Думаю, что «Поглазей-Фильм» – единственная в своём роде киностудия в мире: не один десяток лет она создавала фильмы, при этом её не было ни на карте мира, ни в каком-либо реестре, она не зарабатывала денег, в её штате никогда не было сотрудников. Наша студия существовала, не существуя.


***

В 1981 году, на военных сборах МГИМО, мне пришла в голову мысль снять новый фильм. Замысел принципиально отличался от всего, что мы делали раньше. Во-первых, я придумал историю (наипростейшую, но всё-таки историю), во-вторых, фильм предполагался звуковой. Дело в том, что мой отец купил звуковую 8-мм кинокамеру. Пусть это никого не удивляет, но такие любительские кинокамеры появились в те годы. Магнитная дорожка тянулась вдоль перфорации, звук записывался на простенький выносной микрофон.

Задумка фильма, получившего название «Just People» родилась из моих воспоминаний о детской поездке в Бахчисарай, где меня поразили каньоны. Я был там лишь однажды, чуть ли не за десять лет до того, как мне пришла мысль снять там центральную сцену фильма. Предполагаю, что серые армейские будни повлияли на моё воображение и мою память, и две эти великие силы извлекли какие-то картинки из прошлого и создали на их основе приключенческий сюжет, в результате чего летом 1981 года мы отправились в экспедицию в Бахчисарай. Мы – это я, Витя Митрофанов по прозвищу Румын и Володя Дунаев по прозвищу Борода. Каждый нёс на себе рюкзак весом чуть более двадцати кг.
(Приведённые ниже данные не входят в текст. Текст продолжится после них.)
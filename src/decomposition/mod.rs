//! Forecast-error variance decomposition across posterior draws
//!
//! Shares are computed per draw and then either folded into a running mean
//! (constant memory per cell) or kept draw by draw so that quantile bands
//! can be reported. The full-distribution mode holds
//! `draws x K x K x horizon` values in memory; pick the running mean for
//! large models.

mod gfevd;

pub use gfevd::{draw_shares, variance_shares};

use crate::error::{ForecastError, Result};
use crate::model::{Posterior, VariableId};
use crate::runner::{DrawRunner, RunControl};
use crate::summary::{quantiles_over_draws, QuantileLevel};
use crate::var::{DrawSystem, ShockIdentification};
use ndarray::{Array3, Array4, Axis};
use serde::{Deserialize, Serialize};

/// How shares are aggregated across draws
#[derive(Debug, Clone, Copy, PartialEq, Eq, Default, Serialize, Deserialize)]
pub enum DecompositionMode {
    /// Single pass, posterior mean only
    #[default]
    RunningMean,
    /// Keep every draw, report mean and quantiles
    FullDistribution,
}

/// Configuration for a decomposition run
#[derive(Debug, Clone, Serialize, Deserialize)]
pub struct DecompositionConfig {
    /// Number of horizons, impact included
    pub horizon: usize,

    /// Worker threads; 1 runs sequentially
    pub workers: usize,

    /// Seed of the per-draw streams (the decomposition itself draws nothing)
    pub seed: u64,

    /// Generalized (order invariant) or Cholesky shocks
    pub identification: ShockIdentification,

    pub mode: DecompositionMode,
}

impl Default for DecompositionConfig {
    fn default() -> Self {
        Self {
            horizon: 8,
            workers: 1,
            seed: 42,
            identification: ShockIdentification::Generalized,
            mode: DecompositionMode::RunningMean,
        }
    }
}

impl DecompositionConfig {
    pub fn validate(&self) -> Result<()> {
        if self.horizon == 0 {
            return Err(ForecastError::InvalidArgument("horizon must be at least 1".to_string()));
        }
        if self.workers == 0 {
            return Err(ForecastError::InvalidArgument("workers must be at least 1".to_string()));
        }
        Ok(())
    }
}

/// Posterior decomposition table
#[derive(Debug, Clone, Serialize, Deserialize)]
pub struct DecompositionTable {
    pub variables: Vec<VariableId>,
    pub horizon: usize,
    pub mode: DecompositionMode,
    pub identification: ShockIdentification,
    pub n_draws: usize,
    /// Posterior mean share, variable x shock x horizon
    pub mean: Array3<f64>,
    /// Variable x shock x horizon x level, full-distribution mode only
    pub quantiles: Option<Array4<f64>>,
}

impl DecompositionTable {
    /// Mean share of `variable`'s forecast-error variance at `horizon` due to `shock`
    pub fn share(&self, variable: usize, shock: usize, horizon: usize) -> f64 {
        self.mean[[variable, shock, horizon]]
    }

    pub fn quantile(&self, variable: usize, shock: usize, horizon: usize, level: QuantileLevel) -> Option<f64> {
        self.quantiles
            .as_ref()
            .map(|q| q[[variable, shock, horizon, level.index()]])
    }
}

/// Running sum of shares and the number of draws folded in
struct ShareSum {
    sum: Array3<f64>,
    count: usize,
}

pub fn decompose(posterior: &Posterior, config: &DecompositionConfig) -> Result<DecompositionTable> {
    decompose_with(posterior, config, &RunControl::default())
}

pub fn decompose_with(
    posterior: &Posterior,
    config: &DecompositionConfig,
    control: &RunControl<'_>,
) -> Result<DecompositionTable> {
    config.validate()?;
    posterior.validate()?;

    let k = posterior.k();
    let horizon = config.horizon;
    let n_draws = posterior.n_draws();
    log::info!(
        "decomposition: {} draws, K={}, horizon={}, {:?} / {:?}",
        n_draws,
        k,
        horizon,
        config.identification,
        config.mode
    );

    let runner = DrawRunner::new(config.workers, config.seed, control);
    let shares_of = |d: usize| -> Result<Array3<f64>> {
        let system = DrawSystem::build(posterior, d)?;
        Ok(draw_shares(&system.companion, &system.sigma, config.identification, horizon))
    };

    let (mean, quantiles) = match config.mode {
        DecompositionMode::RunningMean => {
            let total = runner.run_fold(
                n_draws,
                || ShareSum {
                    sum: Array3::zeros((k, k, horizon)),
                    count: 0,
                },
                |mut acc, d, _| {
                    acc.sum += &shares_of(d)?;
                    acc.count += 1;
                    Ok(acc)
                },
                |mut left, right| {
                    left.sum += &right.sum;
                    left.count += right.count;
                    left
                },
            )?;
            let mean = if total.count > 0 {
                total.sum / total.count as f64
            } else {
                Array3::from_elem((k, k, horizon), f64::NAN)
            };
            (mean, None)
        }
        DecompositionMode::FullDistribution => {
            let per_draw = runner.run(n_draws, |d, _| shares_of(d))?;
            let mut all = Array4::zeros((n_draws, k, k, horizon));
            for (d, shares) in per_draw.iter().enumerate() {
                all.index_axis_mut(Axis(0), d).assign(shares);
            }
            drop(per_draw);
            let mean = all
                .mean_axis(Axis(0))
                .unwrap_or_else(|| Array3::from_elem((k, k, horizon), f64::NAN));
            (mean, Some(quantiles_over_draws(all.view())))
        }
    };

    Ok(DecompositionTable {
        variables: posterior.variables.clone(),
        horizon,
        mode: config.mode,
        identification: config.identification,
        n_draws,
        mean,
        quantiles,
    })
}

#[cfg(test)]
mod tests {
    use super::*;
    use crate::model::SyntheticPosterior;
    use approx::assert_relative_eq;

    #[test]
    fn test_mean_rows_sum_to_one() {
        let posterior = SyntheticPosterior::single_country(3, 2, 15).build();
        let table = decompose(&posterior, &DecompositionConfig { horizon: 5, ..Default::default() }).unwrap();
        assert_eq!(table.mean.dim(), (3, 3, 5));
        assert!(table.quantiles.is_none());
        for i in 0..3 {
            for h in 0..5 {
                let row: f64 = (0..3).map(|j| table.share(i, j, h)).sum();
                assert_relative_eq!(row, 1.0, epsilon = 1e-10);
            }
        }
    }

    #[test]
    fn test_running_mean_matches_full_distribution() {
        let posterior = SyntheticPosterior::single_country(2, 2, 20).build();
        let running = DecompositionConfig { horizon: 4, workers: 3, ..Default::default() };
        let full = DecompositionConfig {
            mode: DecompositionMode::FullDistribution,
            ..running.clone()
        };
        let a = decompose(&posterior, &running).unwrap();
        let b = decompose(&posterior, &full).unwrap();
        for (x, y) in a.mean.iter().zip(b.mean.iter()) {
            assert_relative_eq!(*x, *y, epsilon = 1e-12);
        }
        let q = b.quantiles.as_ref().unwrap();
        assert_eq!(q.dim(), (2, 2, 4, 5));
        let lo = b.quantile(0, 1, 3, QuantileLevel::Low16).unwrap();
        let hi = b.quantile(0, 1, 3, QuantileLevel::High84).unwrap();
        assert!(lo <= hi);
        assert!(a.quantile(0, 1, 3, QuantileLevel::Median).is_none());
    }

    #[test]
    fn test_zero_horizon_rejected() {
        let posterior = SyntheticPosterior::single_country(2, 1, 3).build();
        let config = DecompositionConfig { horizon: 0, ..Default::default() };
        assert!(decompose(&posterior, &config).is_err());
    }
}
Наши сердца ждали встречи с каньоном, о котором я прожужжал все уши моим друзьям, но толком не знал, где он находится. Думаю, что наше волнение можно сравнить с чувствами персонажей фильма «Золото Маккены», искавшими золотой каньон, про который кто-то что-то слышал, но никто его не видел. Разница лишь в том, что мы не имели права не найти мой каньон, потому что без него не состоялся бы фильм.

И вот мы добрались туда! Невозможно выразить словами охватившие нас чувства…
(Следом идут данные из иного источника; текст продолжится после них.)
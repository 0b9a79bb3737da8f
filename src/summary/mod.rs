//! Posterior summaries: quantile bands and holdout scores

mod quantiles;
mod scoring;

pub use quantiles::{cell_quantiles, quantiles_over_draws, QuantileLevel, QuantileSummary};
pub use scoring::{ensemble_moments, gaussian_log_score, HoldoutEvaluation};
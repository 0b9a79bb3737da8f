//! Conditional forecasts: minimum-norm structural shock paths
//!
//! For every draw the constrained cells are written as a linear system in the
//! stacked horizon x K shock sequence, `R e = r`, where row `(h, j)` of `R`
//! holds the response of variable j at each remaining lead to every earlier
//! shock. The particular solution comes from the SVD pseudo-inverse of `R`;
//! a standard normal draw projected onto the null space of `R` is added on
//! top so unconstrained directions keep their posterior spread.

use super::config::{ConditionalConfig, PinvTolerance};
use super::constraints::ConstraintSpec;
use super::ensemble::PathEnsemble;
use super::unconditional::UnconditionalForecast;
use crate::error::{ForecastError, Result};
use crate::model::{Posterior, VariableId};
use crate::runner::{DrawRunner, RunControl};
use crate::summary::{HoldoutEvaluation, QuantileSummary};
use crate::var::linalg::standard_normal_vector;
use crate::var::{resolve_impulse_responses, DrawSystem};
use nalgebra::{DMatrix, DVector};
use ndarray::{Array2, Array3, ArrayView2};
use rand::Rng;
use rand_distr::StandardNormal;
use serde::{Deserialize, Serialize};

/// Design matrix of the constraint system, one row per constrained cell
///
/// `R[row(h, j), kk * K + m] = IRF[j, m, h - kk]` for every shock period `kk <= h`.
pub fn constraint_design(irf: &Array3<f64>, cells: &[(usize, usize)], horizon: usize) -> DMatrix<f64> {
    let k = irf.dim().0;
    let mut design = DMatrix::zeros(cells.len(), k * horizon);
    for (row, &(h, j)) in cells.iter().enumerate() {
        for kk in 0..=h {
            for m in 0..k {
                design[(row, kk * k + m)] = irf[[j, m, h - kk]];
            }
        }
    }
    design
}

/// Add the effect of a stacked shock sequence to a path
///
/// `path[:, h] += sum_{kk <= h} IRF[:, :, h - kk] * shock_kk`
pub fn propagate_shocks(path: &mut Array2<f64>, irf: &Array3<f64>, shocks: &DVector<f64>) {
    let (k, horizon) = path.dim();
    for h in 0..horizon {
        for kk in 0..=h {
            let lead = h - kk;
            for i in 0..k {
                let mut acc = 0.0;
                for m in 0..k {
                    acc += irf[[i, m, lead]] * shocks[kk * k + m];
                }
                path[[i, h]] += acc;
            }
        }
    }
}

/// One conditional path, variable x horizon
///
/// `pred` is the draw's unconditional path, `cells` the constrained cells in
/// the order returned by [`ConstraintSpec::constrained_cells`]. With no
/// constrained cells the unconditional path comes back unchanged.
pub fn conditional_draw<R: Rng + ?Sized>(
    pred: ArrayView2<f64>,
    irf: &Array3<f64>,
    constraints: &ConstraintSpec,
    cells: &[(usize, usize)],
    tolerance: PinvTolerance,
    rng: &mut R,
) -> Result<Array2<f64>> {
    let (k, horizon) = pred.dim();
    let mut path = pred.to_owned();
    if cells.is_empty() {
        return Ok(path);
    }
    let s = k * horizon;

    let residual = DVector::from_iterator(
        cells.len(),
        cells.iter().map(|&(h, j)| {
            let jitter: f64 = rng.sample(StandardNormal);
            constraints.target(h, j) + constraints.sd(h, j) * jitter - pred[[j, h]]
        }),
    );

    let design = constraint_design(irf, cells, horizon);
    let svd = design.svd(true, true);
    let (Some(u), Some(v_t)) = (svd.u.as_ref(), svd.v_t.as_ref()) else {
        return Err(ForecastError::InvalidArgument(
            "singular value decomposition returned no singular vectors".to_string(),
        ));
    };

    let max_sv = svd.singular_values.iter().cloned().fold(0.0, f64::max);
    let cutoff = tolerance.cutoff(max_sv);
    let retained: Vec<usize> = (0..svd.singular_values.len())
        .filter(|&i| svd.singular_values[i] > cutoff)
        .collect();
    if retained.len() < svd.singular_values.len() {
        log::debug!(
            "constraint system rank {} of {} after truncation at {:.3e}",
            retained.len(),
            cells.len(),
            cutoff
        );
    }

    // particular solution V1 D^-1 U' r, then z minus its row-space projection
    let z = standard_normal_vector(s, rng);
    let mut shocks = z.clone();
    for &i in &retained {
        let v_i = v_t.row(i).transpose();
        let coef = u.column(i).dot(&residual) / svd.singular_values[i];
        let proj = v_i.dot(&z);
        shocks.axpy(coef - proj, &v_i, 1.0);
    }

    propagate_shocks(&mut path, irf, &shocks);
    Ok(path)
}

/// Result of a conditional forecast run
#[derive(Debug, Clone, Serialize, Deserialize)]
pub struct ConditionalForecast {
    pub variables: Vec<VariableId>,
    pub horizon: usize,
    /// Paths in the ensemble: draws x replications
    pub n_paths: usize,
    pub replications: usize,
    /// Number of constrained cells
    pub n_constrained: usize,
    pub summary: QuantileSummary,
    pub holdout: Option<HoldoutEvaluation>,
    #[serde(skip)]
    pub ensemble: Option<PathEnsemble>,
}

/// Conditional forecast with default run hooks
pub fn conditional_forecast(
    posterior: &Posterior,
    unconditional: &UnconditionalForecast,
    constraints: &ConstraintSpec,
    config: &ConditionalConfig,
) -> Result<ConditionalForecast> {
    conditional_forecast_with(posterior, unconditional, constraints, config, &RunControl::default())
}

pub fn conditional_forecast_with(
    posterior: &Posterior,
    unconditional: &UnconditionalForecast,
    constraints: &ConstraintSpec,
    config: &ConditionalConfig,
    control: &RunControl<'_>,
) -> Result<ConditionalForecast> {
    config.validate()?;
    posterior.validate()?;
    let ensemble = unconditional.ensemble.as_ref().ok_or(ForecastError::MissingEnsemble)?;

    let k = posterior.k();
    let horizon = unconditional.horizon;
    let n_draws = posterior.n_draws();
    if (ensemble.n_draws(), ensemble.k()) != (n_draws, k) {
        return Err(ForecastError::shape(
            "unconditional ensemble (draws, variables)",
            (n_draws, k),
            (ensemble.n_draws(), ensemble.k()),
        ));
    }
    if ensemble.horizon() != horizon {
        return Err(ForecastError::InvalidArgument(format!(
            "ensemble covers {} horizons, forecast reports {}",
            ensemble.horizon(),
            horizon
        )));
    }
    constraints.validate(horizon, k)?;

    let cells = constraints.constrained_cells();
    let replications = config.replications;
    log::info!(
        "conditional forecast: {} draws x {} replications, {} constrained cells of {}",
        n_draws,
        replications,
        cells.len(),
        k * horizon
    );

    let runner = DrawRunner::new(config.workers, config.seed, control);
    let per_draw = runner.run(n_draws, |d, rng| {
        let pred = ensemble.path(d);
        if cells.is_empty() {
            return Ok(vec![pred.to_owned(); replications]);
        }
        let system = DrawSystem::build(posterior, d)?;
        let irf = resolve_impulse_responses(
            posterior.draws[d].impulse_responses.as_ref(),
            &system.companion,
            &system.sigma,
            config.identification,
            horizon,
        );
        (0..replications)
            .map(|_| conditional_draw(pred, &irf, constraints, &cells, config.pinv_tolerance, rng))
            .collect::<Result<Vec<_>>>()
    })?;

    let paths: Vec<Array2<f64>> = per_draw.into_iter().flatten().collect();
    let ensemble = PathEnsemble::from_paths(&paths, k, horizon);
    drop(paths);

    let summary = QuantileSummary::from_ensemble(ensemble.view());
    let holdout = posterior
        .holdout
        .as_ref()
        .map(|h| HoldoutEvaluation::evaluate(ensemble.view(), h));

    Ok(ConditionalForecast {
        variables: posterior.variables.clone(),
        horizon,
        n_paths: ensemble.n_draws(),
        replications,
        n_constrained: cells.len(),
        summary,
        holdout,
        ensemble: config.save_draws.then_some(ensemble),
    })
}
Ближе к вечеру мы взобрались на просторное плато и увидели в синеватом воздухе тот самый каньон. Как по команде мы сбросили с себя рюкзаки, побежали вперёд, к тому месту, где плато обрывалось. Там открывалось величественное пространство пустоты. А ещё дальше вырисовывалось другое плато, которому и предстояло превратиться в главную декорацию нашего фильма.
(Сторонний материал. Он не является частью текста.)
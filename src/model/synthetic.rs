//! Synthetic posterior generator
//!
//! Produces a posterior with the same layout the estimator hands over:
//! a stable "true" global VAR is simulated to get a panel, and draws are
//! scattered around the true parameters. Used by the demo binary and by
//! tests that need realistic inputs without an estimator run.

use super::draw::{CoefficientLayout, ModelDims, PosteriorDraw};
use super::ident::VariableId;
use super::posterior::Posterior;
use crate::var::Companion;
use nalgebra::{DMatrix, DVector};
use rand::{Rng, SeedableRng};
use rand_chacha::ChaCha8Rng;
use rand_distr::StandardNormal;
use serde::{Deserialize, Serialize};

/// Burn-in periods discarded before the observed panel starts
const BURN_IN: usize = 50;

/// Settings for a synthetic posterior
#[derive(Debug, Clone, Serialize, Deserialize)]
pub struct SyntheticPosterior {
    pub countries: Vec<String>,
    pub variables: Vec<String>,
    pub plag: usize,
    pub constant: bool,
    pub trend: bool,
    pub n_draws: usize,
    pub n_obs: usize,
    /// Observations simulated past the panel and kept as a holdout window
    pub n_holdout: usize,
    /// Standard deviation of draw-to-draw coefficient noise
    pub coefficient_sd: f64,
    pub seed: u64,
}

impl Default for SyntheticPosterior {
    fn default() -> Self {
        Self {
            countries: vec!["US".to_string(), "EA".to_string()],
            variables: vec!["y".to_string(), "p".to_string()],
            plag: 2,
            constant: true,
            trend: false,
            n_draws: 200,
            n_obs: 100,
            n_holdout: 0,
            coefficient_sd: 0.02,
            seed: 42,
        }
    }
}

struct TrueModel {
    coefficients: DMatrix<f64>,
    ginv: DMatrix<f64>,
    s: DMatrix<f64>,
}

impl SyntheticPosterior {
    /// Single-country model with `k` variables named `v1..vk`
    pub fn single_country(k: usize, plag: usize, n_draws: usize) -> Self {
        Self {
            countries: vec![String::new()],
            variables: (1..=k).map(|i| format!("v{}", i)).collect(),
            plag,
            n_draws,
            ..Default::default()
        }
    }

    pub fn dims(&self) -> ModelDims {
        ModelDims::new(
            self.countries.len() * self.variables.len(),
            self.plag,
            self.constant,
            self.trend,
        )
    }

    fn identifiers(&self) -> Vec<VariableId> {
        self.countries
            .iter()
            .flat_map(|c| self.variables.iter().map(move |v| VariableId::new(c.clone(), v.clone())))
            .collect()
    }

    fn true_model(&self, rng: &mut ChaCha8Rng) -> TrueModel {
        let dims = self.dims();
        let k = dims.k;
        let mut coefficients = DMatrix::zeros(k, dims.n_regressors());
        for lag in 0..dims.plag {
            let own = 0.5 / ((lag + 1) * (lag + 1)) as f64;
            for i in 0..k {
                for j in 0..k {
                    let spill = 0.05 / k as f64 * rng.gen_range(-1.0..1.0);
                    coefficients[(i, lag * k + j)] = if i == j { own } else { spill };
                }
            }
        }
        if let Some(c) = dims.constant_slot() {
            for i in 0..k {
                coefficients[(i, c)] = 0.1 * rng.gen_range(-1.0..1.0);
            }
        }
        if let Some(t) = dims.trend_slot() {
            for i in 0..k {
                coefficients[(i, t)] = 0.001;
            }
        }

        let mut ginv = DMatrix::identity(k, k);
        for i in 0..k {
            for j in 0..i {
                ginv[(i, j)] = 0.2 / k as f64 * rng.gen_range(-1.0..1.0);
            }
        }
        let s = DMatrix::from_diagonal(&DVector::from_fn(k, |_, _| 0.5 + rng.gen_range(0.0..0.5)));
        TrueModel { coefficients, ginv, s }
    }

    fn simulate_panel(&self, truth: &TrueModel, rng: &mut ChaCha8Rng) -> DMatrix<f64> {
        let dims = self.dims();
        let k = dims.k;
        let total = BURN_IN + self.n_obs + self.n_holdout;
        let shock_factor = &truth.ginv * truth.s.map(f64::sqrt);
        let mut y = DMatrix::zeros(total, k);
        for t in dims.plag..total {
            let mut x = DVector::zeros(dims.n_regressors());
            for lag in 0..dims.plag {
                for j in 0..k {
                    x[lag * k + j] = y[(t - 1 - lag, j)];
                }
            }
            if let Some(c) = dims.constant_slot() {
                x[c] = 1.0;
            }
            if let Some(slot) = dims.trend_slot() {
                // Observation t of the kept panel carries trend value t (1-based)
                x[slot] = t as f64 + 1.0 - BURN_IN as f64;
            }
            let z = DVector::from_fn(k, |_, _| rng.sample::<f64, _>(StandardNormal));
            let row = &truth.coefficients * x + &shock_factor * z;
            y.set_row(t, &row.transpose());
        }
        y.rows(BURN_IN, self.n_obs + self.n_holdout).into_owned()
    }

    fn scatter_draw(&self, truth: &TrueModel, dims: &ModelDims, rng: &mut ChaCha8Rng) -> PosteriorDraw {
        let sd = self.coefficient_sd;
        let coefficients = truth
            .coefficients
            .map(|c| c + sd * rng.sample::<f64, _>(StandardNormal));
        let ginv = DMatrix::from_fn(dims.k, dims.k, |i, j| {
            if i > j {
                truth.ginv[(i, j)] + sd * rng.sample::<f64, _>(StandardNormal)
            } else {
                truth.ginv[(i, j)]
            }
        });
        let s = DMatrix::from_diagonal(&DVector::from_fn(dims.k, |i, _| {
            truth.s[(i, i)] * (1.0 + 0.1 * rng.sample::<f64, _>(StandardNormal)).abs()
        }));
        let mut draw = PosteriorDraw::new(coefficients, ginv, s);
        draw.stable = Companion::from_draw(&draw, dims, CoefficientLayout::LagMajor)
            .map(|c| c.max_modulus() < 1.0)
            .unwrap_or(false);
        draw
    }

    /// Simulate the panel and scatter `n_draws` draws around the true model
    pub fn build(&self) -> Posterior {
        let dims = self.dims();
        let mut rng = ChaCha8Rng::seed_from_u64(self.seed);
        let truth = self.true_model(&mut rng);
        let panel = self.simulate_panel(&truth, &mut rng);
        let draws = (0..self.n_draws)
            .map(|_| self.scatter_draw(&truth, &dims, &mut rng))
            .collect();

        let data = panel.rows(0, self.n_obs).into_owned();
        let holdout = (self.n_holdout > 0).then(|| panel.rows(self.n_obs, self.n_holdout).into_owned());

        Posterior {
            variables: self.identifiers(),
            dims,
            layout: CoefficientLayout::LagMajor,
            data,
            draws,
            holdout,
        }
    }
}

#[cfg(test)]
mod tests {
    use super::*;

    #[test]
    fn test_build_shapes() {
        let posterior = SyntheticPosterior {
            n_draws: 10,
            n_obs: 40,
            n_holdout: 4,
            trend: true,
            ..Default::default()
        }
        .build();
        assert!(posterior.validate().is_ok());
        assert_eq!(posterior.k(), 4);
        assert_eq!(posterior.n_draws(), 10);
        assert_eq!(posterior.data.shape(), (40, 4));
        assert_eq!(posterior.holdout.as_ref().unwrap().shape(), (4, 4));
        assert_eq!(posterior.variables[2], VariableId::new("EA", "y"));
        assert!(posterior.data.iter().all(|v| v.is_finite()));
    }

    #[test]
    fn test_draws_are_stable() {
        let posterior = SyntheticPosterior::single_country(3, 2, 30).build();
        assert!(posterior.draws.iter().all(|d| d.stable));
    }

    #[test]
    fn test_same_seed_same_posterior() {
        let a = SyntheticPosterior::single_country(2, 1, 5).build();
        let b = SyntheticPosterior::single_country(2, 1, 5).build();
        assert_eq!(a.data, b.data);
        assert_eq!(a.draws[4].coefficients, b.draws[4].coefficients);
    }
}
Мы нашли пещеру, обустроили в ней спальные места. Возле пещеры мы откопали черепки древней глиняной посуды и чьи-то кости, а в пещере случайно обнаружили древнюю медную монету, спрятали её под целлофановую обёртку сигаретной пачки, Румын взял её на сохранение, но потерял.

***

Киносъёмки в Бахчисарае закончились сценой гибели Майлса (Володи Дунаева). Он упал на колени, качнулся и рухнул вперёд. Подбегая к нему, я успел подхватить его. Всё это на фоне вечернего каньона. Удачный получился кадр.

1

В багажнике машины Алексей ехал на натурную съёмку фильма «Куда вернуться нельзя». Нас было слишком много, в салоне автомобиля все не поместились, и Алексей вызвался ехать в багажнике. За рулём был Виктор Митрофанов. Был ещё один случай, когда мы везли актёра в багажнике (кажется, Володю Дунаева) на съёмку какого-то «бандитского» фильма.